Q12. What is the effect of surface modification on the nanoparticles?

This can beattributed to surface modification, which makes the nanoparticles more stable by acting as a solvation layer and preventing interactions between SiO2 nanoparticles 83,102,103. 

Q13. What is the weight loss of lysine in the FTIR spectrum?

Thisweight loss could be attributed to lysine presence in the top phase, which has formed hydrogenbonding to the SiOH on the silica nanoparticle surface according to the decomposition temperature range of pure lysine, which occurs at a wide temperature range (starting at about 289℃, Figure 4). 

Q14. What was the temperature of the samples?

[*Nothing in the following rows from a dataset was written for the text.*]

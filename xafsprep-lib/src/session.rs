//! Line-oriented command loop.
//!
//! A [`Session`] owns the [`SampleRegistry`] and reads one command at a
//! time through a [`Console`]. Commands that need more input prompt for it
//! and re-prompt until the answer parses. Typing the cancel word (default
//! `cancel`) at any prompt abandons the current command.

use std::fmt::Display;
use std::io::{BufRead, Write};
use std::path::PathBuf;

use log::{debug, info, warn};

use crate::error::{PrepError, Result};
use crate::provider::CrossSectionProvider;
use crate::registry::SampleRegistry;
use crate::sample::Sample;

pub const DEFAULT_CANCEL_WORD: &str = "cancel";
pub const DEFAULT_SAMPLES_DIR: &str = "samples";

const HELP: &str = "\
List of available commands:

list                     ---List all samples
sample new [name]        ---Creates a new sample
sample rename            ---Renames a sample
sample setup             ---Setup sample properties
sample compute           ---Compute xray data for sample
sample dilute [percent]  ---Dilute a sample with BN (percent between 0-1)
sample write             ---Write sample data to screen and file
quit                     ---Quit program";

#[derive(Debug, Clone, PartialEq)]
pub struct SessionSettings {
    /// Directory that receives `<name>.txt` reports.
    pub samples_dir: PathBuf,
    /// Input that aborts the command currently prompting.
    pub cancel_word: String,
}

impl Default for SessionSettings {
    fn default() -> Self {
        SessionSettings {
            samples_dir: PathBuf::from(DEFAULT_SAMPLES_DIR),
            cancel_word: DEFAULT_CANCEL_WORD.to_string(),
        }
    }
}

#[derive(Debug, Clone, Copy, PartialEq, Eq)]
pub enum SessionState {
    AwaitingCommand,
    Exited,
}

/// Prompting front end over any line source and text sink.
pub struct Console<R, W> {
    input: R,
    output: W,
    cancel_word: String,
}

impl<R: BufRead, W: Write> Console<R, W> {
    pub fn new(input: R, output: W, cancel_word: impl Into<String>) -> Self {
        Console {
            input,
            output,
            cancel_word: cancel_word.into(),
        }
    }

    pub fn into_output(self) -> W {
        self.output
    }

    /// Next line without its terminator, or `None` at end of input.
    pub fn read_line(&mut self) -> Result<Option<String>> {
        let mut buf = String::new();
        if self.input.read_line(&mut buf)? == 0 {
            return Ok(None);
        }
        Ok(Some(buf.trim_end_matches(['\n', '\r']).to_string()))
    }

    pub fn say(&mut self, text: impl Display) -> Result<()> {
        writeln!(self.output, "{text}")?;
        Ok(())
    }

    /// Write `text` as is and flush, so partial-line prompts show up.
    pub fn write_raw(&mut self, text: &str) -> Result<()> {
        self.output.write_all(text.as_bytes())?;
        self.output.flush()?;
        Ok(())
    }

    pub fn blank(&mut self) -> Result<()> {
        writeln!(self.output)?;
        Ok(())
    }

    fn ask(&mut self, message: &str) -> Result<String> {
        write!(self.output, "{message}")?;
        self.output.flush()?;
        match self.read_line()? {
            None => Err(PrepError::EndOfInput),
            Some(line) if line.trim() == self.cancel_word => Err(PrepError::Cancelled),
            Some(line) => Ok(line),
        }
    }

    /// Prompt with `message` until `accept` returns a value.
    pub fn ask_until<T>(
        &mut self,
        message: &str,
        mut accept: impl FnMut(&str) -> Option<T>,
    ) -> Result<T> {
        loop {
            let line = self.ask(message)?;
            if let Some(value) = accept(line.trim()) {
                return Ok(value);
            }
            debug!("rejected input {line:?} for prompt {message:?}");
            let hint = format!("Invalid input. Type '{}' to abort.", self.cancel_word);
            self.say(hint)?;
        }
    }
}

pub struct Session<P> {
    registry: SampleRegistry,
    provider: P,
    settings: SessionSettings,
    state: SessionState,
}

impl<P: CrossSectionProvider> Session<P> {
    pub fn new(provider: P, settings: SessionSettings) -> Self {
        Session {
            registry: SampleRegistry::new(),
            provider,
            settings,
            state: SessionState::AwaitingCommand,
        }
    }

    pub fn registry(&self) -> &SampleRegistry {
        &self.registry
    }

    pub fn settings(&self) -> &SessionSettings {
        &self.settings
    }

    pub fn state(&self) -> SessionState {
        self.state
    }

    /// Read and execute commands until `quit` or end of input.
    ///
    /// Only failures of the console itself are returned; command errors are
    /// reported on the console and the loop continues.
    pub fn run<R: BufRead, W: Write>(&mut self, input: R, output: W) -> Result<()> {
        let mut console = Console::new(input, output, self.settings.cancel_word.clone());
        while self.state == SessionState::AwaitingCommand {
            console.say("Please enter a command:")?;
            console.write_raw(">>")?;
            match console.read_line()? {
                Some(line) => {
                    console.blank()?;
                    self.execute(&line, &mut console)?;
                }
                None => {
                    info!("end of input, closing session");
                    self.state = SessionState::Exited;
                }
            }
        }
        Ok(())
    }

    /// Execute one command line, including any prompts it needs.
    pub fn execute<R: BufRead, W: Write>(
        &mut self,
        line: &str,
        console: &mut Console<R, W>,
    ) -> Result<()> {
        let tokens: Vec<&str> = line.split_whitespace().collect();
        if tokens.is_empty() {
            return Ok(());
        }

        match self.dispatch(&tokens, console) {
            Ok(()) => {}
            Err(PrepError::EndOfInput) => {
                self.state = SessionState::Exited;
                return Ok(());
            }
            Err(PrepError::Io(e)) => return Err(PrepError::Io(e)),
            Err(e) => {
                match &e {
                    PrepError::Provider { .. } | PrepError::InvalidComputation(_) => {
                        warn!("command '{line}' failed: {e}")
                    }
                    _ => debug!("command '{line}' rejected: {e}"),
                }
                console.say(diagnostic(&e))?;
            }
        }
        console.blank()
    }

    fn dispatch<R: BufRead, W: Write>(
        &mut self,
        tokens: &[&str],
        console: &mut Console<R, W>,
    ) -> Result<()> {
        match tokens[0] {
            "quit" => {
                self.state = SessionState::Exited;
                Ok(())
            }
            "help" => console.say(HELP),
            "list" => self.print_list(console),
            "sample" => match tokens.get(1).copied() {
                Some("new") => self.sample_new(tokens, console),
                Some("rename") => self.sample_rename(console),
                Some("setup") => self.sample_setup(console),
                Some("compute") => self.sample_compute(console),
                Some("dilute") => self.sample_dilute(tokens, console),
                Some("write") => self.sample_write(console),
                other => Err(PrepError::BadSubcommand(other.unwrap_or_default().to_string())),
            },
            other => Err(PrepError::BadCommand(other.to_string())),
        }
    }

    fn print_list<R: BufRead, W: Write>(&self, console: &mut Console<R, W>) -> Result<()> {
        let entries = self.registry.list()?;
        console.say("List of samples:")?;
        for (id, name) in entries {
            console.say(format_args!("{id}. {name}"))?;
        }
        Ok(())
    }

    /// List the samples and prompt until a valid ID is entered.
    fn select<R: BufRead, W: Write>(&self, console: &mut Console<R, W>) -> Result<usize> {
        self.print_list(console)?;
        let len = self.registry.len();
        console.ask_until("Enter the ID of the sample you wish to select: ", |s| {
            s.parse::<usize>().ok().filter(|&id| id < len)
        })
    }

    fn sample_new<R: BufRead, W: Write>(
        &mut self,
        tokens: &[&str],
        console: &mut Console<R, W>,
    ) -> Result<()> {
        let [_, _, name] = tokens else {
            return Err(PrepError::Validation(
                "A one-word sample name is required. Please re-input.".to_string(),
            ));
        };
        if !is_file_name(name) {
            return Err(PrepError::Validation(
                "Sample names cannot contain '/' or '\\' or be '.' or '..'. Please re-input."
                    .to_string(),
            ));
        }
        self.registry.append(Sample::new(*name));
        console.say("New sample created.")
    }

    fn sample_rename<R: BufRead, W: Write>(&mut self, console: &mut Console<R, W>) -> Result<()> {
        let id = self.select(console)?;
        let name =
            console.ask_until("Enter the new (one-word) name for the sample: ", sample_name)?;
        let sample = self.registry.get_mut(id)?;
        info!("renaming '{}' to '{name}'", sample.name());
        sample.rename(name);
        console.say("Sample renamed.")
    }

    fn sample_setup<R: BufRead, W: Write>(&mut self, console: &mut Console<R, W>) -> Result<()> {
        let id = self.select(console)?;
        let density = console.ask_until("Enter the bulk density (in g/cm^3): ", positive_number)?;
        let count = console.ask_until("Enter the number of elements in the compound: ", |s| {
            s.parse::<usize>().ok()
        })?;

        // Nothing is written to the sample until every pair is in.
        let mut elements = Vec::with_capacity(count);
        let mut fractions = Vec::with_capacity(count);
        for i in 1..=count {
            let symbol = console.ask_until(
                &format!("Please enter the symbol for element #{i}: "),
                one_word,
            )?;
            let fraction = console.ask_until(
                &format!(
                    "Please enter the mass percentage for element #{i} (fraction between 0-1): "
                ),
                mass_fraction,
            )?;
            elements.push(symbol);
            fractions.push(fraction);
        }

        self.registry
            .get_mut(id)?
            .set_composition(elements, fractions, density)?;
        console.blank()?;
        console.say("Sample has been successfully set up.")
    }

    fn sample_compute<R: BufRead, W: Write>(&mut self, console: &mut Console<R, W>) -> Result<()> {
        let id = self.select(console)?;
        let energy =
            console.ask_until("Enter the desired photon energy (in keV): ", positive_number)?;
        self.registry.get_mut(id)?.compute(energy, &self.provider)?;
        console.say("Computation successful.")
    }

    fn sample_dilute<R: BufRead, W: Write>(
        &mut self,
        tokens: &[&str],
        console: &mut Console<R, W>,
    ) -> Result<()> {
        self.registry.list()?;
        let percent = tokens
            .get(2)
            .and_then(|t| t.parse::<f64>().ok())
            .filter(|p| (0.0..=1.0).contains(p))
            .ok_or_else(|| {
                PrepError::Validation("Enter a dilution percentage between 0-1.".to_string())
            })?;

        let id = self.select(console)?;
        let diluted = self.registry.get(id)?.diluted(percent);
        info!("diluted '{}' with {percent} BN", self.registry.get(id)?.name());
        self.registry.append(diluted);
        console.say("Dilution successful.")
    }

    fn sample_write<R: BufRead, W: Write>(&mut self, console: &mut Console<R, W>) -> Result<()> {
        let id = self.select(console)?;
        let report = self.registry.get(id)?.report();
        console.write_raw(&report.to_string())?;

        let dir = &self.settings.samples_dir;
        match report.write_to_dir(dir) {
            Ok(_) => console.say(format_args!(
                "Sample has been saved to {}.txt.",
                report.name
            )),
            Err(e) => {
                let path = report.file_path(dir);
                warn!("failed to write {}: {e}", path.display());
                console.say(format_args!(
                    "Could not save sample to {}: {e}",
                    path.display()
                ))
            }
        }
    }
}

/// One-line message shown for a failed command.
pub fn diagnostic(error: &PrepError) -> String {
    match error {
        PrepError::NoSamples => "No samples have been created yet.".to_string(),
        PrepError::BadCommand(_) => "Bad command name. Please re-input.".to_string(),
        PrepError::BadSubcommand(_) => {
            "Bad subcommand under command 'sample' -- Please re-input.".to_string()
        }
        PrepError::Validation(msg) => msg.clone(),
        PrepError::Cancelled => "Command cancelled.".to_string(),
        other => format!("Error: {other}."),
    }
}

fn one_word(input: &str) -> Option<String> {
    let mut words = input.split_whitespace();
    match (words.next(), words.next()) {
        (Some(word), None) => Some(word.to_string()),
        _ => None,
    }
}

/// A single token usable as a report file stem under the samples directory.
fn sample_name(input: &str) -> Option<String> {
    one_word(input).filter(|name| is_file_name(name))
}

fn is_file_name(name: &str) -> bool {
    !name.contains(['/', '\\']) && name != "." && name != ".."
}

fn positive_number(input: &str) -> Option<f64> {
    input
        .parse::<f64>()
        .ok()
        .filter(|v| v.is_finite() && *v > 0.0)
}

fn mass_fraction(input: &str) -> Option<f64> {
    input
        .parse::<f64>()
        .ok()
        .filter(|v| v.is_finite() && *v >= 0.0)
}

Thermalanalysis of the samples was explored through thermal gravimetric analysis with a heating rate of10°C/min (TGA, TGA-50, Shimadzu). 

Q15. What is the role of the surface of silica nanoparticles in the drug delivery?

Modification of the surface of silica nanoparticles (SiO2) provides an opportunity forachieving stimulus-sensitive drug delivery system. 

Q16. What was the effect of the nanocarrier on the cancer cells?

Evaluation of the toxicity of this carrier on MCF-7breast cancer cells demonstrated that the nanocarriers had no cytoxicity and encapsulation of thedrug showed high anti-cancer efficacy. 

Q17. What was the method used to determine the binodal curves?

The binodal curves were determined through cloud point titration method as explained in literature 59,107 at 298K and atmospheric pressure. 

Q18. What is the effect of DOX on breast cancer cells?

The release of DOX fromnanocarriers resulting from self-assembly of the components was studied and its toxicity effect onMCF-7 breast cancer cells was evaluated. 

Q19. What is the effect of SiO2 NP on DOX partitioning?

This improvement in DOX partitioncoefficient could result from the increased interactions by SiO2 NP, which was investigatedthrough further analysis of the separated nanoformulations obtained from the top phase.